<<<<

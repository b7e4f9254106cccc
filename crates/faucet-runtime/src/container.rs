//! # Faucet Container
//!
//! Holds the authorised session and the checkpoint store shared by every
//! orchestrator built from it.
//!
//! ```text
//! RuntimeConfig ──authorise(AppInfo)──→ session
//!                                          │
//!      page load ──orchestrator()──→ FaucetOrchestrator (own status, shared checkpoints)
//! ```

use crate::config::RuntimeConfig;
use fc_01_identity_resolver::resolver_for;
use fc_02_token_minter::TokenMinter;
use fc_03_notification::Notifier;
use fc_04_feedback_publisher::publisher_for;
use fc_05_orchestrator::{FaucetOrchestrator, InMemoryCheckpointStore};
use shared_store::{AuthorizationError, Authorizer, NetworkSession};
use std::sync::Arc;
use tracing::{info, instrument};

/// Authorised faucet wiring.
pub struct FaucetContainer {
    /// Runtime configuration (immutable after bootstrap).
    pub config: RuntimeConfig,
    pub session: Arc<dyn NetworkSession>,
    /// Survives across orchestrators so a retried submission can resume.
    pub checkpoints: Arc<InMemoryCheckpointStore>,
}

impl FaucetContainer {
    /// Authorise the application and keep the session.
    #[instrument(name = "faucet_bootstrap", skip_all, fields(app_id = %config.app.id))]
    pub async fn bootstrap(
        config: RuntimeConfig,
        authorizer: &dyn Authorizer,
    ) -> Result<Self, AuthorizationError> {
        let session = authorizer.authorise(&config.app).await?;
        info!(
            reward_count = config.faucet.reward_count,
            resolution = ?config.faucet.resolution,
            "Faucet session authorised"
        );
        Ok(Self {
            config,
            session,
            checkpoints: Arc::new(InMemoryCheckpointStore::new()),
        })
    }

    /// A fresh orchestrator, starting `Idle`.
    pub fn orchestrator(&self) -> FaucetOrchestrator {
        let faucet = self.config.faucet.clone();
        FaucetOrchestrator::new(
            faucet.clone(),
            Arc::clone(&self.session),
            resolver_for(&faucet),
            Arc::new(TokenMinter::from_config(&faucet)),
            Arc::new(Notifier::from_config(&faucet)),
            publisher_for(&faucet),
            self.checkpoints.clone(),
        )
    }
}
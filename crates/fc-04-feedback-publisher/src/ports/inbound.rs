//! # Inbound Ports

use crate::domain::{FeedbackPost, PublishResult};
use async_trait::async_trait;
use shared_store::NetworkSession;
use shared_types::DataAddress;

/// Where a feedback record ended up.
#[derive(Clone, Debug, PartialEq, Eq)]
pub struct PublishedFeedback {
    /// Mailbox or outbox the entry was appended to.
    pub collection: DataAddress,
    /// Key of the new entry.
    pub entry_key: String,
}

/// Publishes feedback to the channel the publisher was built for.
#[async_trait]
pub trait FeedbackPublisher: Send + Sync {
    async fn publish(
        &self,
        session: &dyn NetworkSession,
        feedback: &FeedbackPost,
    ) -> PublishResult<PublishedFeedback>;
}
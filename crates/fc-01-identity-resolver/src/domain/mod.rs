//! # Domain Layer
//!
//! Identifier classification, raw-key address derivation and profile inbox
//! lookup. Contains no I/O.

pub mod entities;
pub mod errors;

pub use entities::*;
pub use errors::*;
//! # In-Memory Network
//!
//! Process-local stand-in for the remote data store. Used by the sandbox
//! runtime and by every test suite in the workspace.
//!
//! Every session call is counted per [`Operation`] so callers can assert
//! how many round-trips a workflow made. Faults can be queued with
//! [`InMemoryNetwork::fail_nth`] to make a specific future call fail.
//! Seeding and inspection helpers bypass the counters.

use crate::errors::{AuthorizationError, StoreError, StoreResult};
use crate::session::{validate_app_info, Authorizer, FetchedResource, NetworkSession};
use async_trait::async_trait;
use parking_lot::RwLock;
use shared_crypto::sha3_256;
use shared_types::{Action, AppInfo, DataAddress, Graph, PermissionSet, XorName, URI_SCHEME};
use std::collections::HashMap;
use std::sync::Arc;
use std::time::Duration;
use tracing::debug;

/// Session operations tracked by the network counters.
#[derive(Clone, Copy, Debug, PartialEq, Eq, Hash)]
pub enum Operation {
    CreateMutable,
    GetEntry,
    InsertEntry,
    ListKeys,
    PutImmutable,
    GetImmutable,
    Fetch,
}

struct MutableRecord {
    owner: String,
    entries: Vec<(String, Vec<u8>)>,
    permissions: PermissionSet,
}

impl MutableRecord {
    fn may_insert(&self, app_id: &str) -> bool {
        self.owner == app_id || self.permissions.permits(app_id, Action::Insert)
    }
}

struct QueuedFault {
    operation: Operation,
    /// Value of the operation counter at which the fault fires.
    at_call: usize,
    error: StoreError,
}

#[derive(Default)]
struct NetworkState {
    mutable: HashMap<DataAddress, MutableRecord>,
    immutable: HashMap<XorName, Vec<u8>>,
    resources: HashMap<String, FetchedResource>,
    counts: HashMap<Operation, usize>,
    total: usize,
    faults: Vec<QueuedFault>,
    auth_failure: Option<AuthorizationError>,
}

impl NetworkState {
    /// Count one call and pop a fault scheduled for it, if any.
    fn record(&mut self, operation: Operation) -> StoreResult<()> {
        self.total += 1;
        let count = self.counts.entry(operation).or_insert(0);
        *count += 1;
        let current = *count;

        if let Some(pos) = self
            .faults
            .iter()
            .position(|f| f.operation == operation && f.at_call == current)
        {
            let fault = self.faults.remove(pos);
            debug!(?operation, call = current, error = %fault.error, "Injected fault");
            return Err(fault.error);
        }
        Ok(())
    }

    fn record_at(&self, address: &DataAddress) -> StoreResult<&MutableRecord> {
        self.mutable
            .get(address)
            .ok_or(StoreError::NoSuchData { address: *address })
    }
}

/// Shared in-process network. Cloning yields another handle to the same state.
#[derive(Clone, Default)]
pub struct InMemoryNetwork {
    state: Arc<RwLock<NetworkState>>,
    latency: Option<Duration>,
}

impl InMemoryNetwork {
    pub fn new() -> Self {
        Self::default()
    }

    /// Delay every session call by `latency`.
    pub fn with_latency(mut self, latency: Duration) -> Self {
        self.latency = Some(latency);
        self
    }

    /// Open a session acting for `app_id` without going through authorization.
    pub fn session(&self, app_id: impl Into<String>) -> InMemorySession {
        InMemorySession {
            network: self.clone(),
            app_id: app_id.into(),
        }
    }

    /// Make the `n`-th future call of `operation` (1-based) fail with `error`.
    pub fn fail_nth(&self, operation: Operation, n: usize, error: StoreError) {
        let mut state = self.state.write();
        let current = state.counts.get(&operation).copied().unwrap_or(0);
        state.faults.push(QueuedFault {
            operation,
            at_call: current + n.max(1),
            error,
        });
    }

    /// Make every future authorization request fail with `Denied`.
    pub fn deny_authorisation(&self) {
        self.state.write().auth_failure = Some(AuthorizationError::Denied {
            app_id: String::new(),
        });
    }

    /// Make every future authorization request fail with `error`.
    pub fn reject_authorisation(&self, error: AuthorizationError) {
        self.state.write().auth_failure = Some(error);
    }

    // =========================================================================
    // Seeding (not counted)
    // =========================================================================

    /// Create a record owned by `owner`. Replaces any record at `address`.
    pub fn seed_mutable(
        &self,
        address: DataAddress,
        owner: impl Into<String>,
        entries: Vec<(String, Vec<u8>)>,
        permissions: PermissionSet,
    ) {
        self.state.write().mutable.insert(
            address,
            MutableRecord {
                owner: owner.into(),
                entries,
                permissions,
            },
        );
    }

    /// Publish a linked-data document at `uri`.
    pub fn publish_document(&self, uri: impl Into<String>, document: Graph) {
        self.publish_resource(uri, FetchedResource::Document(document));
    }

    /// Publish an arbitrary resource at `uri`.
    pub fn publish_resource(&self, uri: impl Into<String>, resource: FetchedResource) {
        self.state.write().resources.insert(uri.into(), resource);
    }

    // =========================================================================
    // Inspection (not counted)
    // =========================================================================

    /// Entries of the record at `address`, in insertion order.
    pub fn entries(&self, address: &DataAddress) -> Option<Vec<(String, Vec<u8>)>> {
        self.state
            .read()
            .mutable
            .get(address)
            .map(|r| r.entries.clone())
    }

    /// Number of entries at `address`; 0 when the record does not exist.
    pub fn entry_count(&self, address: &DataAddress) -> usize {
        self.state
            .read()
            .mutable
            .get(address)
            .map_or(0, |r| r.entries.len())
    }

    pub fn contains(&self, address: &DataAddress) -> bool {
        self.state.read().mutable.contains_key(address)
    }

    /// Number of mutable records with the given type tag.
    pub fn records_with_tag(&self, type_tag: u64) -> usize {
        self.state
            .read()
            .mutable
            .keys()
            .filter(|a| a.type_tag == type_tag)
            .count()
    }

    pub fn immutable(&self, name: &XorName) -> Option<Vec<u8>> {
        self.state.read().immutable.get(name).cloned()
    }

    /// Total session calls made so far.
    pub fn operation_count(&self) -> usize {
        self.state.read().total
    }

    /// Session calls of one kind made so far.
    pub fn operations_of(&self, operation: Operation) -> usize {
        self.state
            .read()
            .counts
            .get(&operation)
            .copied()
            .unwrap_or(0)
    }

    async fn simulate_latency(&self) {
        if let Some(latency) = self.latency {
            tokio::time::sleep(latency).await;
        }
    }
}

#[async_trait]
impl Authorizer for InMemoryNetwork {
    async fn authorise(
        &self,
        app: &AppInfo,
    ) -> Result<Arc<dyn NetworkSession>, AuthorizationError> {
        validate_app_info(app)?;
        if let Some(failure) = self.state.read().auth_failure.clone() {
            return Err(match failure {
                AuthorizationError::Denied { .. } => AuthorizationError::Denied {
                    app_id: app.id.clone(),
                },
                other => other,
            });
        }
        debug!(app_id = %app.id, "Session authorised");
        Ok(Arc::new(self.session(app.id.clone())))
    }
}

/// A session on an [`InMemoryNetwork`].
#[derive(Clone)]
pub struct InMemorySession {
    network: InMemoryNetwork,
    app_id: String,
}

impl InMemorySession {
    pub fn network(&self) -> &InMemoryNetwork {
        &self.network
    }
}

#[async_trait]
impl NetworkSession for InMemorySession {
    fn app_id(&self) -> &str {
        &self.app_id
    }

    async fn create_mutable(
        &self,
        address: DataAddress,
        entries: Vec<(String, Vec<u8>)>,
        permissions: PermissionSet,
    ) -> StoreResult<()> {
        self.network.simulate_latency().await;
        let mut state = self.network.state.write();
        state.record(Operation::CreateMutable)?;

        if state.mutable.contains_key(&address) {
            return Err(StoreError::DataExists { address });
        }
        debug!(%address, entries = entries.len(), "create_mutable");
        state.mutable.insert(
            address,
            MutableRecord {
                owner: self.app_id.clone(),
                entries,
                permissions,
            },
        );
        Ok(())
    }

    async fn get_entry(&self, address: &DataAddress, key: &str) -> StoreResult<Vec<u8>> {
        self.network.simulate_latency().await;
        let mut state = self.network.state.write();
        state.record(Operation::GetEntry)?;

        let record = state.record_at(address)?;
        debug!(%address, key, "get_entry");
        record
            .entries
            .iter()
            .find(|(k, _)| k == key)
            .map(|(_, v)| v.clone())
            .ok_or_else(|| StoreError::NoSuchEntry {
                address: *address,
                key: key.to_string(),
            })
    }

    async fn insert_entry(
        &self,
        address: &DataAddress,
        key: &str,
        value: Vec<u8>,
    ) -> StoreResult<()> {
        self.network.simulate_latency().await;
        let mut state = self.network.state.write();
        state.record(Operation::InsertEntry)?;

        let record = state
            .mutable
            .get_mut(address)
            .ok_or(StoreError::NoSuchData { address: *address })?;
        if !record.may_insert(&self.app_id) {
            return Err(StoreError::PermissionDenied { address: *address });
        }
        if record.entries.iter().any(|(k, _)| k == key) {
            return Err(StoreError::EntryExists {
                address: *address,
                key: key.to_string(),
            });
        }
        debug!(%address, key, bytes = value.len(), "insert_entry");
        record.entries.push((key.to_string(), value));
        Ok(())
    }

    async fn list_keys(&self, address: &DataAddress) -> StoreResult<Vec<String>> {
        self.network.simulate_latency().await;
        let mut state = self.network.state.write();
        state.record(Operation::ListKeys)?;

        let record = state.record_at(address)?;
        Ok(record.entries.iter().map(|(k, _)| k.clone()).collect())
    }

    async fn put_immutable(&self, content: Vec<u8>) -> StoreResult<XorName> {
        self.network.simulate_latency().await;
        let mut state = self.network.state.write();
        state.record(Operation::PutImmutable)?;

        let name = XorName::new(sha3_256(&content));
        debug!(%name, bytes = content.len(), "put_immutable");
        state.immutable.insert(name, content);
        Ok(name)
    }

    async fn get_immutable(&self, name: &XorName) -> StoreResult<Vec<u8>> {
        self.network.simulate_latency().await;
        let mut state = self.network.state.write();
        state.record(Operation::GetImmutable)?;

        state
            .immutable
            .get(name)
            .cloned()
            .ok_or_else(|| StoreError::NotFound {
                uri: format!("{}{}", URI_SCHEME, name),
            })
    }

    async fn fetch(&self, uri: &str) -> StoreResult<FetchedResource> {
        self.network.simulate_latency().await;
        let mut state = self.network.state.write();
        state.record(Operation::Fetch)?;
        debug!(uri, "fetch");

        if let Some(resource) = state.resources.get(uri) {
            return Ok(resource.clone());
        }
        if let Ok(address) = DataAddress::parse_uri(uri) {
            if state.mutable.contains_key(&address) {
                return Ok(FetchedResource::MutableData(address));
            }
        }
        if let Some(name) = uri
            .strip_prefix(URI_SCHEME)
            .and_then(|hex| XorName::from_hex(hex).ok())
        {
            if let Some(content) = state.immutable.get(&name) {
                return Ok(FetchedResource::ImmutableData(content.clone()));
            }
        }
        Err(StoreError::NotFound {
            uri: uri.to_string(),
        })
    }
}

>>>>

== WORK REQUEST ==
The lines needed are the ones from the first line of the entries through the line that contains "fields(app_id = %config.app.id))]", given again without any change.

== ANSWER ==
repository b7e4f9254106cccc
filename crates/faucet-runtime/src/container.rs
//! # Faucet Container
//!
//! Holds the authorised session and the checkpoint store shared by every
//! orchestrator built from it.
//!
//! ```text
//! RuntimeConfig ──authorise(AppInfo)──→ session
//!                                          │
//!      page load ──orchestrator()──→ FaucetOrchestrator (own status, shared checkpoints)
//! ```

use crate::config::RuntimeConfig;
use fc_01_identity_resolver::resolver_for;
use fc_02_token_minter::TokenMinter;
use fc_03_notification::Notifier;
use fc_04_feedback_publisher::publisher_for;
use fc_05_orchestrator::{FaucetOrchestrator, InMemoryCheckpointStore};
use shared_store::{AuthorizationError, Authorizer, NetworkSession};
use std::sync::Arc;
use tracing::{info, instrument};

/// Authorised faucet wiring.
pub struct FaucetContainer {
    /// Runtime configuration (immutable after bootstrap).
    pub config: RuntimeConfig,
    pub session: Arc<dyn NetworkSession>,
    /// Survives across orchestrators so a retried submission can resume.
    pub checkpoints: Arc<InMemoryCheckpointStore>,
}

impl FaucetContainer {
    /// Authorise the application and keep the session.
    #[instrument(name = "faucet_bootstrap", skip_all, fields(app_id = %config.app.id))]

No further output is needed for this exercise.